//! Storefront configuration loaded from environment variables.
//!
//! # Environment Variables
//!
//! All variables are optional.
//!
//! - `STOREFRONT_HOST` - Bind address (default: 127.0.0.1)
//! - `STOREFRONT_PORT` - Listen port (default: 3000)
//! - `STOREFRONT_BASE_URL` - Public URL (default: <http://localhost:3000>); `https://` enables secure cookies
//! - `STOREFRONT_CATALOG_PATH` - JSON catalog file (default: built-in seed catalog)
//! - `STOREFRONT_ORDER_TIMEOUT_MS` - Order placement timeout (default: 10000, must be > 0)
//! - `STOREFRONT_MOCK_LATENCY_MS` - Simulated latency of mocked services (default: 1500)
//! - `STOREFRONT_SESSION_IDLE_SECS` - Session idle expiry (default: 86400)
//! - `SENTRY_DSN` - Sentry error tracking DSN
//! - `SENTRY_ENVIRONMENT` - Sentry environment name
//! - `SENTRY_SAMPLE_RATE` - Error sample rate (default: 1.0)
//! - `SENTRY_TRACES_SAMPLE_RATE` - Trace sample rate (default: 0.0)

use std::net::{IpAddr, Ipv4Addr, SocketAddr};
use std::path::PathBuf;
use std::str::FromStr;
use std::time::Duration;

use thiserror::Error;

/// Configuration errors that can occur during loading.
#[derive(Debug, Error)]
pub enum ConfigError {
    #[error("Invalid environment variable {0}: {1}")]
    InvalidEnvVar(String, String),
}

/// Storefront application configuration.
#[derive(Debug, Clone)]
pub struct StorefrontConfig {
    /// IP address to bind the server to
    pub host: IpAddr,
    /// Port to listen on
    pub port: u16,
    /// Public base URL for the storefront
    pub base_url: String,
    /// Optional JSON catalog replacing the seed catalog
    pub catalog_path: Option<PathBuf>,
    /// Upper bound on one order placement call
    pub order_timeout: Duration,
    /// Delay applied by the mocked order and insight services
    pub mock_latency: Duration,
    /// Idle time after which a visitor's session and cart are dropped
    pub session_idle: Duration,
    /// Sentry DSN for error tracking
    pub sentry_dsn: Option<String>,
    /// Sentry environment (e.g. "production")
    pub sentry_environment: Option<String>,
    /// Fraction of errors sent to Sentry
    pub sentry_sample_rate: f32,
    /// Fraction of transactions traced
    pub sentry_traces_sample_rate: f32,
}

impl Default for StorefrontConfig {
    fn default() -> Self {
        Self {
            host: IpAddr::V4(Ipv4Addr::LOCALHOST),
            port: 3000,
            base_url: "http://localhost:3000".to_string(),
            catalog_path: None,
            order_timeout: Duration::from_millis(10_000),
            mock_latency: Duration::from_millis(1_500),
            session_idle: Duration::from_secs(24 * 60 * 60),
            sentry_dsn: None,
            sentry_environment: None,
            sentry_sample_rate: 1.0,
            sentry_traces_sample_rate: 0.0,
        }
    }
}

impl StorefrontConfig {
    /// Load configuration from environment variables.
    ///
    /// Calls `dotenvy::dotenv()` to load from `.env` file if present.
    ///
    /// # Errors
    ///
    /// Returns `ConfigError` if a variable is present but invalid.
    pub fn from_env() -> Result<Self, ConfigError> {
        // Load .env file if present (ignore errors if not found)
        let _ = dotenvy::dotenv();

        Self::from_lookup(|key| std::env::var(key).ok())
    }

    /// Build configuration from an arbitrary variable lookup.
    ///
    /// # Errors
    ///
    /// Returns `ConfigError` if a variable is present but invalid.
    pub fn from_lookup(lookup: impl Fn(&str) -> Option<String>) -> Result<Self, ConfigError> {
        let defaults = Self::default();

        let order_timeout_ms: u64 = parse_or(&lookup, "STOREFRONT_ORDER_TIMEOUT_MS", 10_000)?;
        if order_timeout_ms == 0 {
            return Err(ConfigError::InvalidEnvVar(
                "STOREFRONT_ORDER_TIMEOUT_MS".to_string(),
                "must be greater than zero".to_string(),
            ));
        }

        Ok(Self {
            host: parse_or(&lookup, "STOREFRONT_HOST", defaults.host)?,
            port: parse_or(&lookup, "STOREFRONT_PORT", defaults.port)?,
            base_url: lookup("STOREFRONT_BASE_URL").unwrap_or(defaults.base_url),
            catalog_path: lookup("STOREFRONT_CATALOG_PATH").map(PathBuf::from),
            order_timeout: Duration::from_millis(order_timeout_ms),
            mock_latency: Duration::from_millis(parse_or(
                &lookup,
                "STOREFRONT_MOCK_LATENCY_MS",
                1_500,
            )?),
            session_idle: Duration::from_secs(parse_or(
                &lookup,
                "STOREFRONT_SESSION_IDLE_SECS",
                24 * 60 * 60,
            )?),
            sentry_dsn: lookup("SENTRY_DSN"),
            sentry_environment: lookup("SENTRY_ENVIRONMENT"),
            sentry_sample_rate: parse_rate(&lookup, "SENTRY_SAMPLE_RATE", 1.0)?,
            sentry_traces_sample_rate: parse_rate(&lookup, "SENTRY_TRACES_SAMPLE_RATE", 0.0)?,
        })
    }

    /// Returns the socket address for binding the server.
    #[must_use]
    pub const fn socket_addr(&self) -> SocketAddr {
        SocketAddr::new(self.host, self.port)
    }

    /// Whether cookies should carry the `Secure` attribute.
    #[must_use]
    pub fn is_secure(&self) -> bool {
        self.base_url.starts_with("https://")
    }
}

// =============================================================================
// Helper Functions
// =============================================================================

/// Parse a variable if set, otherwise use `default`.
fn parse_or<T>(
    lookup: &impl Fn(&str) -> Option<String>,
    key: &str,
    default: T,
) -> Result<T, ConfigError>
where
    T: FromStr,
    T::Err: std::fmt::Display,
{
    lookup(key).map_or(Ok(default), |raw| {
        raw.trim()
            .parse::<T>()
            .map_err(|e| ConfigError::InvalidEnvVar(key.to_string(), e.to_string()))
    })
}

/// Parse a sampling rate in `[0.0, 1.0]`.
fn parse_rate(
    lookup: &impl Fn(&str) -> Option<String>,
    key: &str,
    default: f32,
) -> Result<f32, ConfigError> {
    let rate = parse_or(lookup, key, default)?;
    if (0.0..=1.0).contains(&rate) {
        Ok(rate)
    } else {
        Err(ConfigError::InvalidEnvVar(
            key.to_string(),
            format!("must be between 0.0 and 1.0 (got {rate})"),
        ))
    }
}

▸ The problem: Nothing should be left out: repeat all of the data exactly.

▸ Written answer:
//! Storefront configuration loaded from environment variables.
//!
//! # Environment Variables
//!
//! All variables are optional.
//!
//! - `STOREFRONT_HOST` - Bind address (default: 127.0.0.1)
//! - `STOREFRONT_PORT` - Listen port (default: 3000)
//! - `STOREFRONT_BASE_URL` - Public URL (default: <http://localhost:3000>); `https://` enables secure cookies
//! - `STOREFRONT_CATALOG_PATH` - JSON catalog file (default: built-in seed catalog)
//! - `STOREFRONT_ORDER_TIMEOUT_MS` - Order placement timeout (default: 10000, must be > 0)
//! - `STOREFRONT_MOCK_LATENCY_MS` - Simulated latency of mocked services (default: 1500)
//! - `STOREFRONT_SESSION_IDLE_SECS` - Session idle expiry (default: 86400)
//! - `SENTRY_DSN` - Sentry error tracking DSN
//! - `SENTRY_ENVIRONMENT` - Sentry environment name
//! - `SENTRY_SAMPLE_RATE` - Error sample rate (default: 1.0)
//! - `SENTRY_TRACES_SAMPLE_RATE` - Trace sample rate (default: 0.0)

use std::net::{IpAddr, Ipv4Addr, SocketAddr};
use std::path::PathBuf;
use std::str::FromStr;
use std::time::Duration;

use thiserror::Error;

/// Configuration errors that can occur during loading.
#[derive(Debug, Error)]
pub enum ConfigError {
    #[error("Invalid environment variable {0}: {1}")]
    InvalidEnvVar(String, String),
}

/// Storefront application configuration.
#[derive(Debug, Clone)]
pub struct StorefrontConfig {
    /// IP address to bind the server to
    pub host: IpAddr,
    /// Port to listen on
    pub port: u16,
    /// Public base URL for the storefront
    pub base_url: String,
    /// Optional JSON catalog replacing the seed catalog
    pub catalog_path: Option<PathBuf>,
    /// Upper bound on one order placement call
    pub order_timeout: Duration,
    /// Delay applied by the mocked order and insight services
    pub mock_latency: Duration,
    /// Idle time after which a visitor's session and cart are dropped
    pub session_idle: Duration,
    /// Sentry DSN for error tracking
    pub sentry_dsn: Option<String>,
    /// Sentry environment (e.g. "production")
    pub sentry_environment: Option<String>,
    /// Fraction of errors sent to Sentry
    pub sentry_sample_rate: f32,
    /// Fraction of transactions traced
    pub sentry_traces_sample_rate: f32,
}

impl Default for StorefrontConfig {
    fn default() -> Self {
        Self {
            host: IpAddr::V4(Ipv4Addr::LOCALHOST),
            port: 3000,
            base_url: "http://localhost:3000".to_string(),
            catalog_path: None,
            order_timeout: Duration::from_millis(10_000),
            mock_latency: Duration::from_millis(1_500),
            session_idle: Duration::from_secs(24 * 60 * 60),
            sentry_dsn: None,
            sentry_environment: None,
            sentry_sample_rate: 1.0,
            sentry_traces_sample_rate: 0.0,
        }
    }
}

impl StorefrontConfig {
    /// Load configuration from environment variables.
    ///
    /// Calls `dotenvy::dotenv()` to load from `.env` file if present.
    ///
    /// # Errors
    ///
    /// Returns `ConfigError` if a variable is present but invalid.
    pub fn from_env() -> Result<Self, ConfigError> {
        // Load .env file if present (ignore errors if not found)
        let _ = dotenvy::dotenv();

        Self::from_lookup(|key| std::env::var(key).ok())
    }

    /// Build configuration from an arbitrary variable lookup.
    ///
    /// # Errors
    ///
    /// Returns `ConfigError` if a variable is present but invalid.
    pub fn from_lookup(lookup: impl Fn(&str) -> Option<String>) -> Result<Self, ConfigError> {
        let defaults = Self::default();

        let order_timeout_ms: u64 = parse_or(&lookup, "STOREFRONT_ORDER_TIMEOUT_MS", 10_000)?;
        if order_timeout_ms == 0 {
            return Err(ConfigError::InvalidEnvVar(
                "STOREFRONT_ORDER_TIMEOUT_MS".to_string(),
                "must be greater than zero".to_string(),
            ));
        }

        Ok(Self {
            host: parse_or(&lookup, "STOREFRONT_HOST", defaults.host)?,
            port: parse_or(&lookup, "STOREFRONT_PORT", defaults.port)?,
            base_url: lookup("STOREFRONT_BASE_URL").unwrap_or(defaults.base_url),
            catalog_path: lookup("STOREFRONT_CATALOG_PATH").map(PathBuf::from),
            order_timeout: Duration::from_millis(order_timeout_ms),
            mock_latency: Duration::from_millis(parse_or(
                &lookup,
                "STOREFRONT_MOCK_LATENCY_MS",
                1_500,
            )?),
            session_idle: Duration::from_secs(parse_or(
                &lookup,
                "STOREFRONT_SESSION_IDLE_SECS",
                24 * 60 * 60,
            )?),
            sentry_dsn: lookup("SENTRY_DSN"),
            sentry_environment: lookup("SENTRY_ENVIRONMENT"),
            sentry_sample_rate: parse_rate(&lookup, "SENTRY_SAMPLE_RATE", 1.0)?,
            sentry_traces_sample_rate: parse_rate(&lookup, "SENTRY_TRACES_SAMPLE_RATE", 0.0)?,
        })
    }

    /// Returns the socket address for binding the server.
    #[must_use]
    pub const fn socket_addr(&self) -> SocketAddr {
        SocketAddr::new(self.host, self.port)
    }

    /// Whether cookies should carry the `Secure` attribute.
    #[must_use]
    pub fn is_secure(&self) -> bool {
        self.base_url.starts_with("https://")
    }
}

// =============================================================================
// Helper Functions
// =============================================================================

/// Parse a variable if set, otherwise use `default`.
fn parse_or<T>(
    lookup: &impl Fn(&str) -> Option<String>,
    key: &str,
    default: T,
) -> Result<T, ConfigError>
where
    T: FromStr,
    T::Err: std::fmt::Display,
{
    lookup(key).map_or(Ok(default), |raw| {
        raw.trim()
            .parse::<T>()
            .map_err(|e| ConfigError::InvalidEnvVar(key.to_string(), e.to_string()))
    })
}

/// Parse a sampling rate in `[0.0, 1.0]`.
fn parse_rate(
    lookup: &impl Fn(&str) -> Option<String>,
    key: &str,
    default: f32,
) -> Result<f32, ConfigError> {
    let rate = parse_or(lookup, key, default)?;
    if (0.0..=1.0).contains(&rate) {
        Ok(rate)
    } else {
        Err(ConfigError::InvalidEnvVar(
            key.to_string(),
            format!("must be between 0.0 and 1.0 (got {rate})"),
        ))
    }
}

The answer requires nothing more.